Guidance for Connecting Audiences to Amazon Marketing Cloud Uploader
Summary: This guide will help Amazon Marketing Cloud (AMC) users retrieve data from AWS Clean Rooms as well as third-party data sources, such as Salesforce Marketing Cloud, Adobe Experience Platform, and Google Cloud Platform and import the data into AMC.
This guide will help Amazon Marketing Cloud (AMC) users retrieve data from AWS Clean Rooms as well as third-party data sources, such as Salesforce Marketing Cloud, Adobe Experience Platform, and Google Cloud Platform. The guide also explains how to import that data into AMC using Amazon Marketing Cloud (AMC) Uploader from AWS.
Implementation
AWS Connectors
AWS connectors are available to support data ingestion from external third-party sources into AWS. These connectors bring data into an Amazon Simple Storage Service (Amazon S3) bucket so AMC Uploader from AWS can access the data. Once users make the data available and have formatted it in accordance with the AMC file format requirements, AMC Uploader from AWS imports the data into AMC. Data sources may include:
Salesforce Marketing Cloud Connector Solution
Adobe Experience Platform Connector Solution
Google Cloud Connector
Importing data from AWS Clean Rooms to AMC
AWS Clean Rooms helps customers and their partners match, analyze, and collaborate on their collective datasets—without sharing or revealing underlying data. AWS Clean Rooms supports exporting data that can be used to create datasets within AMC using a LIST analysis rule on a configured table within a collaboration.

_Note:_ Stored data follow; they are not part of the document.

#![allow(dead_code)]

use ristretto::{
    limits::{ConnLimits, ReqLimits, ServerLimits, WaitStrategy},
    Router, Server, ServerHandle,
};
use std::{net::SocketAddr, time::Duration};
use tokio::{
    io::{AsyncReadExt, AsyncWriteExt},
    net::{TcpListener, TcpStream},
    task::JoinHandle,
    time::timeout,
};
use tracing_subscriber::EnvFilter;

const WAIT: Duration = Duration::from_secs(5);

pub fn init_tracing() {
    let _ = tracing_subscriber::fmt()
        .with_env_filter(EnvFilter::try_from_default_env().unwrap_or_else(|_| EnvFilter::new("warn")))
        .with_test_writer()
        .try_init();
}

pub fn server_limits() -> ServerLimits {
    ServerLimits {
        max_connections: 4,
        wait_strategy: WaitStrategy::Sleep(Duration::from_millis(1)),
        shutdown_timeout: Duration::from_secs(2),
        ..ServerLimits::default()
    }
}

pub struct TestServer {
    pub addr: SocketAddr,
    pub handle: ServerHandle,
    task: JoinHandle<ristretto::Result<()>>,
}

impl TestServer {
    pub async fn start(router: Router) -> Self {
        Self::start_with(router, server_limits(), ConnLimits::default(), ReqLimits::default()).await
    }

    pub async fn start_with(
        router: Router,
        server: ServerLimits,
        conn: ConnLimits,
        req: ReqLimits,
    ) -> Self {
        init_tracing();

        let listener = TcpListener::bind("127.0.0.1:0").await.unwrap();
        let addr = listener.local_addr().unwrap();
        let server = Server::builder()
            .listener(listener)
            .router(router)
            .server_limits(server)
            .connection_limits(conn)
            .request_limits(req)
            .build();

        let handle = server.handle();
        let task = tokio::spawn(server.launch());

        Self { addr, handle, task }
    }

    pub async fn client(&self) -> Client {
        Client::connect(self.addr).await
    }

    /// Sends raw bytes on a fresh connection, half-closes it and collects
    /// everything the server writes until it closes.
    pub async fn raw(&self, request: &str) -> String {
        let mut stream = TcpStream::connect(self.addr).await.unwrap();
        stream.write_all(request.as_bytes()).await.unwrap();
        stream.shutdown().await.unwrap();

        let mut out = Vec::new();
        let mut chunk = [0; 4096];
        loop {
            match timeout(WAIT, stream.read(&mut chunk)).await {
                Ok(Ok(0)) | Ok(Err(_)) => break,
                Ok(Ok(n)) => out.extend_from_slice(&chunk[..n]),
                Err(_) => panic!("server did not close the connection"),
            }
        }

        String::from_utf8(out).unwrap()
    }

    pub async fn stop(self) {
        self.handle.shutdown();

        let result = timeout(WAIT, self.task).await;
        assert!(matches!(result, Ok(Ok(Ok(())))), "server did not stop cleanly");
    }
}

#[derive(Debug)]
pub struct Reply {
    pub status: u16,
    pub headers: Vec<(String, String)>,
    pub body: String,
}

impl Reply {
    pub fn header(&self, name: &str) -> Option<&str> {
        self.headers
            .iter()
            .find(|(k, _)| k.eq_ignore_ascii_case(name))
            .map(|(_, v)| v.as_str())
    }

    pub fn json<T: serde::de::DeserializeOwned>(&self) -> T {
        serde_json::from_str(&self.body).unwrap()
    }

    // `with_body` is false for HEAD, whose Content-Length describes a body that is not sent
    fn parse(buffer: &mut Vec<u8>, with_body: bool) -> Option<Reply> {
        let text = std::str::from_utf8(&buffer[..]).ok()?;
        let head_len = text.find("\r\n\r\n")? + 4;

        let mut lines = text[..head_len - 4].split("\r\n");
        let status = lines.next()?.split(' ').nth(1)?.parse().ok()?;
        let headers: Vec<(String, String)> = lines
            .filter_map(|line| line.split_once(": "))
            .map(|(k, v)| (k.to_owned(), v.to_owned()))
            .collect();

        let body_len = match with_body {
            true => headers
                .iter()
                .find(|(k, _)| k.eq_ignore_ascii_case("content-length"))
                .and_then(|(_, v)| v.parse().ok())
                .unwrap_or(0),
            false => 0,
        };
        if buffer.len() < head_len + body_len {
            return None;
        }

        let body = String::from_utf8(buffer[head_len..head_len + body_len].to_vec()).ok()?;
        buffer.drain(..head_len + body_len);

        Some(Reply {
            status,
            headers,
            body,
        })
    }
}

pub struct Client {
    stream: TcpStream,
    buffer: Vec<u8>,
}

impl Client {
    pub async fn connect(addr: SocketAddr) -> Self {
        Self {
            stream: TcpStream::connect(addr).await.unwrap(),
            buffer: Vec::new(),
        }
    }

    pub fn local_addr(&self) -> SocketAddr {
        self.stream.local_addr().unwrap()
    }

    pub async fn send(&mut self, raw: &str) {
        self.stream.write_all(raw.as_bytes()).await.unwrap();
    }

    pub async fn request(&mut self, raw: &str) -> Reply {
        self.send(raw).await;
        self.reply().await.expect("connection closed before a reply")
    }

    pub async fn reply(&mut self) -> Option<Reply> {
        self.read_reply(true).await
    }

    pub async fn head_reply(&mut self) -> Option<Reply> {
        self.read_reply(false).await
    }

    /// Whether the server closed the connection, waiting up to 5 seconds.
    pub async fn is_closed(&mut self) -> bool {
        let mut chunk = [0; 64];
        match timeout(WAIT, self.stream.read(&mut chunk)).await {
            Ok(Ok(0)) | Ok(Err(_)) => true,
            Ok(Ok(_)) => false,
            Err(_) => false,
        }
    }

    async fn read_reply(&mut self, with_body: bool) -> Option<Reply> {
        let mut chunk = [0; 4096];

        loop {
            if let Some(reply) = Reply::parse(&mut self.buffer, with_body) {
                return Some(reply);
            }

            match timeout(WAIT, self.stream.read(&mut chunk)).await {
                Ok(Ok(0)) | Ok(Err(_)) => return None,
                Ok(Ok(n)) => self.buffer.extend_from_slice(&chunk[..n]),
                Err(_) => panic!("no reply within {WAIT:?}"),
            }
        }
    }
}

When communicating with your collaboration partner, ensure that the data they are sharing is within the same region as your AMC Instance. AWS Clean Rooms does not support cross-region data collaborations.
Setting up the collaboration
Navigate to the AWS Clean Rooms service within the AWS Management Console
Select Create collaboration
Input a name for the collaboration and an optional description
Set up the Members
a. Input a member display name for yourself
b. Input a member display name and AWS Account ID for each member you will be collaborating with
Select yourself as the member who will be performing queries and receiving results
Optional: Enable query logging or cryptographic computing
Select Create and join collaboration
Each member you invited will now need to accept the invitation to collaborate within their AWS Clean Rooms console.
Configuring a table
It’s assumed that you already have your data within an S3 Bucket within the same region as your AWS Clean Room and that you’ve already configured a Glue Table that is maintaining the schema of your data. This is a requirement before completing the next steps.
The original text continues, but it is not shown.